▶ _What the task requires_
Tell how many lines in the following entries include the word "InvalidExtension", giving the figure alone.

[Saved data entries]
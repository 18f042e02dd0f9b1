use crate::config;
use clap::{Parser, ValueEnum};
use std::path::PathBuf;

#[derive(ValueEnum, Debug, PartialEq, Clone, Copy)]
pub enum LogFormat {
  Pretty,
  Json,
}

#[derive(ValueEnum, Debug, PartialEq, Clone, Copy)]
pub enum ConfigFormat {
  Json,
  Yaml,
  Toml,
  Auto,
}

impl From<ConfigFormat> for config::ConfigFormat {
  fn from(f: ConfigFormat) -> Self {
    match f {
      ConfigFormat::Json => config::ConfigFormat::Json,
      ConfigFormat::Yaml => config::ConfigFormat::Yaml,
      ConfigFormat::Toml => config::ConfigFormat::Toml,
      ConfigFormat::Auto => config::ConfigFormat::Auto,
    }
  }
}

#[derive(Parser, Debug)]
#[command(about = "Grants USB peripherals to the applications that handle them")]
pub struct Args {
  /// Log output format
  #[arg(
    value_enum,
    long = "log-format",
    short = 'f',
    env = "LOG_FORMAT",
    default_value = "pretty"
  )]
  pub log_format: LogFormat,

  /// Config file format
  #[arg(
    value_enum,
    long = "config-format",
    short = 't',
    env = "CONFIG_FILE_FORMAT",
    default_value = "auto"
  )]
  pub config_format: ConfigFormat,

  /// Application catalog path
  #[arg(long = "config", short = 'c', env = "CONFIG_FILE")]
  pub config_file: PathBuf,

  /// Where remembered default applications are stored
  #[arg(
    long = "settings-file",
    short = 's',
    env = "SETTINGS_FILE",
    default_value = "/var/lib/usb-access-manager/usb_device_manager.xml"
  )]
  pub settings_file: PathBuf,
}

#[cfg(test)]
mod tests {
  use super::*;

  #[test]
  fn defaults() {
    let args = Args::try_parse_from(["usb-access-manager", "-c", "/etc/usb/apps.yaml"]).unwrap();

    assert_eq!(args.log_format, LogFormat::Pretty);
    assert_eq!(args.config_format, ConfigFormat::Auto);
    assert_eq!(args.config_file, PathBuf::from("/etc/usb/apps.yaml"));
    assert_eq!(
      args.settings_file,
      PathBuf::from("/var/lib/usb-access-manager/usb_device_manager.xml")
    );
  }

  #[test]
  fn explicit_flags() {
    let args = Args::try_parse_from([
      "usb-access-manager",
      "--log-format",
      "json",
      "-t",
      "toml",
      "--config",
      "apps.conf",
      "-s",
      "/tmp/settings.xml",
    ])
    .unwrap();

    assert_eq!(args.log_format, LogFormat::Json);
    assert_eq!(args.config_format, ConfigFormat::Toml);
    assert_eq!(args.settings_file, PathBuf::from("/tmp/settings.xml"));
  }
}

==

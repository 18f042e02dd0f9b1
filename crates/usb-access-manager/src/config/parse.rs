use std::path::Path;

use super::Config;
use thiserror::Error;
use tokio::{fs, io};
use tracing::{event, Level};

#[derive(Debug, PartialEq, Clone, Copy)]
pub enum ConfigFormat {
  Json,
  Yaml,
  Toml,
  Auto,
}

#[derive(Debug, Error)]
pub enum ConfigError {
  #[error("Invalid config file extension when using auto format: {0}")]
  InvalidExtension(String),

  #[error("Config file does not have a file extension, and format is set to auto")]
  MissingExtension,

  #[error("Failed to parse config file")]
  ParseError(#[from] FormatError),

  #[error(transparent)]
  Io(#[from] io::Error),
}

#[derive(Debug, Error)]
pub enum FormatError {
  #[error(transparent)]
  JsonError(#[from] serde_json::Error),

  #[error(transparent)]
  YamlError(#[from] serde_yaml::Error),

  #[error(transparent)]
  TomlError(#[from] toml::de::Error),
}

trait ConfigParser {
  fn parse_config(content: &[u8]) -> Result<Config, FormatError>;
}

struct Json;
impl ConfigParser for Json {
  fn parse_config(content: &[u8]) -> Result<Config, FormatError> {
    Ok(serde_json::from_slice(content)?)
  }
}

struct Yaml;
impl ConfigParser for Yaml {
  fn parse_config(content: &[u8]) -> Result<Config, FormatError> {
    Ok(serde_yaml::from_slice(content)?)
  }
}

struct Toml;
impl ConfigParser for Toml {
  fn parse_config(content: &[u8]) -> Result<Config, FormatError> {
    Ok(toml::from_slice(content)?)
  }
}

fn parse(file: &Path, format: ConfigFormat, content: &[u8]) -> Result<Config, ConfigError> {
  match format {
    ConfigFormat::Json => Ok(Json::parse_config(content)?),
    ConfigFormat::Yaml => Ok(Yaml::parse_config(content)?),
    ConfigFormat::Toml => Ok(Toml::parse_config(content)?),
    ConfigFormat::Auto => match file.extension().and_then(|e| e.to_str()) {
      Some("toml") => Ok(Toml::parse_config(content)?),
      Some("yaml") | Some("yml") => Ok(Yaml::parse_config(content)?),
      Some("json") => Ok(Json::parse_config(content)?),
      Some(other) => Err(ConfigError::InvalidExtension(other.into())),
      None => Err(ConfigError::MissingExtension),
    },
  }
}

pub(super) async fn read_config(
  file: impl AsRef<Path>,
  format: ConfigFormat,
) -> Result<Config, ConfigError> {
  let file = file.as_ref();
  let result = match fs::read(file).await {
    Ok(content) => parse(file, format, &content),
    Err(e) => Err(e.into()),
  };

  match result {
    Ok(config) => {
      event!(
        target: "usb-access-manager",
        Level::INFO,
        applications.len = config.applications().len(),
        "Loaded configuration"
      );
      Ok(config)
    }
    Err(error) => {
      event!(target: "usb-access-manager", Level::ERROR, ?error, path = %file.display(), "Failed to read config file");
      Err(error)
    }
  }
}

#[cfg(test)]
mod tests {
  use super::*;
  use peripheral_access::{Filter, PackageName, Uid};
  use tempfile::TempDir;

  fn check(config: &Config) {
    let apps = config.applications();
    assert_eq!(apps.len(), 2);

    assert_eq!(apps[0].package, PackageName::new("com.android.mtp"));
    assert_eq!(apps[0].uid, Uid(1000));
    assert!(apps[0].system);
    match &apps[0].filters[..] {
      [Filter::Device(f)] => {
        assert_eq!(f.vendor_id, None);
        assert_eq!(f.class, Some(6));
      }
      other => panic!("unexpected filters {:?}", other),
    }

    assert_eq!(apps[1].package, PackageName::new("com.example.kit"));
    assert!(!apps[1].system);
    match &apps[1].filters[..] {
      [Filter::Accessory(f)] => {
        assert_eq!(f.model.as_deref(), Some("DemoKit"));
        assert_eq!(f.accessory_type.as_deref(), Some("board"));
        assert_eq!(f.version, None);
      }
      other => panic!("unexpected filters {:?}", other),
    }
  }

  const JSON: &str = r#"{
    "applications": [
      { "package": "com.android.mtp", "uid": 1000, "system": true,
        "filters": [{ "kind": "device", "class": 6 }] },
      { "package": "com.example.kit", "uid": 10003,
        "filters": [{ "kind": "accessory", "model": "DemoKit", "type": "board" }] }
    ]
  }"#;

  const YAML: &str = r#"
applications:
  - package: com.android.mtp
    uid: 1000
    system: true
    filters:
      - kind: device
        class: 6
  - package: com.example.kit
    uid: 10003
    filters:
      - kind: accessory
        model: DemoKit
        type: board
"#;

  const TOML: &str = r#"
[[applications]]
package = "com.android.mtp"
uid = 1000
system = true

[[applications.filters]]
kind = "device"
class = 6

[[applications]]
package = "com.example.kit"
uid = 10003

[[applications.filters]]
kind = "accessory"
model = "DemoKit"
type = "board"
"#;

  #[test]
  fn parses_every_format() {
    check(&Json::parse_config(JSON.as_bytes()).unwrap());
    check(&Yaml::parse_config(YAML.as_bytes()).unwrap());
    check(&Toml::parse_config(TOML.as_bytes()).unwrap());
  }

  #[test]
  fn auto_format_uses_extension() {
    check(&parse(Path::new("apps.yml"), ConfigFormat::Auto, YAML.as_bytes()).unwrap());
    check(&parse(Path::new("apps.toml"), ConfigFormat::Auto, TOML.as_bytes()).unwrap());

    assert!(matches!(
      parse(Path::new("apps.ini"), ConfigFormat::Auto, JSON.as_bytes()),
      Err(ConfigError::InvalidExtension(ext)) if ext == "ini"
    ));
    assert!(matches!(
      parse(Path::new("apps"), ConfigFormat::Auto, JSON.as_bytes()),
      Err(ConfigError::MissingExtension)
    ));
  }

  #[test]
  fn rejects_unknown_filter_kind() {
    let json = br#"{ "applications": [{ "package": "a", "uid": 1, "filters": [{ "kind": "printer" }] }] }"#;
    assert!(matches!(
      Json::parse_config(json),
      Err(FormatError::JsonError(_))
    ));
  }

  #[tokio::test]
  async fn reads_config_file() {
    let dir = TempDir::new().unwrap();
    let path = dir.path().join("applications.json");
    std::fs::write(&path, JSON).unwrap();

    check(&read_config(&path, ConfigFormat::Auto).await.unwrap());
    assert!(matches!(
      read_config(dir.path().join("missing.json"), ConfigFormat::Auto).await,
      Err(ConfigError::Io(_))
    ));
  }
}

▶ _Solution to this problem_
3